**Exercise brief:**
Go through the records and report each line in which the word "durable" occurs.

(Extracted data entries)
-------

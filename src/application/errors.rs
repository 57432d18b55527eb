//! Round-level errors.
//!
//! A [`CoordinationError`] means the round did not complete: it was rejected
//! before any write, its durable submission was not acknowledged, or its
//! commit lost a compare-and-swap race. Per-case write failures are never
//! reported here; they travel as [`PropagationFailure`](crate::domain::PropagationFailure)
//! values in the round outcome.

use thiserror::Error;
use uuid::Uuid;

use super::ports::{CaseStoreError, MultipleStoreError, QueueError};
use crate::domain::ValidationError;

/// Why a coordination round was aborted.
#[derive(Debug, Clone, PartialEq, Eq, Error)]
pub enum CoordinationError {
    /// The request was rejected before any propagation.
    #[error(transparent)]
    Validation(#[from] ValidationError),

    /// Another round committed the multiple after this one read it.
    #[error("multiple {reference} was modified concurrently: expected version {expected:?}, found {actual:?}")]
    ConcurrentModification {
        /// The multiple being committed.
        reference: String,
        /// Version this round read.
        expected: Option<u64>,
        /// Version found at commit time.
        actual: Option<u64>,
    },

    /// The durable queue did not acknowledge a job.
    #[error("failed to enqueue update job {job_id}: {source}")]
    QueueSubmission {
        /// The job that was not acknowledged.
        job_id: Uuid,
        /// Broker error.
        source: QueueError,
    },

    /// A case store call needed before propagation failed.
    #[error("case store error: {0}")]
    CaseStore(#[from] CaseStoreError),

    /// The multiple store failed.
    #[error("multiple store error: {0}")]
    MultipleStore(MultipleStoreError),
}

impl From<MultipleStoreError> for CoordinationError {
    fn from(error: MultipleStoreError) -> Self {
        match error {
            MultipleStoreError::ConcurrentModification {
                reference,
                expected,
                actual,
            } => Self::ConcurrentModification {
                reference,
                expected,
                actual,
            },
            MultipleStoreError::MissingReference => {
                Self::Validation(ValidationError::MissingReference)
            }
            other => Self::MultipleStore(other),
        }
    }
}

-------

**Written reply:**
//! before any write, its durable submission was not acknowledged, or its
    /// The durable queue did not acknowledge a job.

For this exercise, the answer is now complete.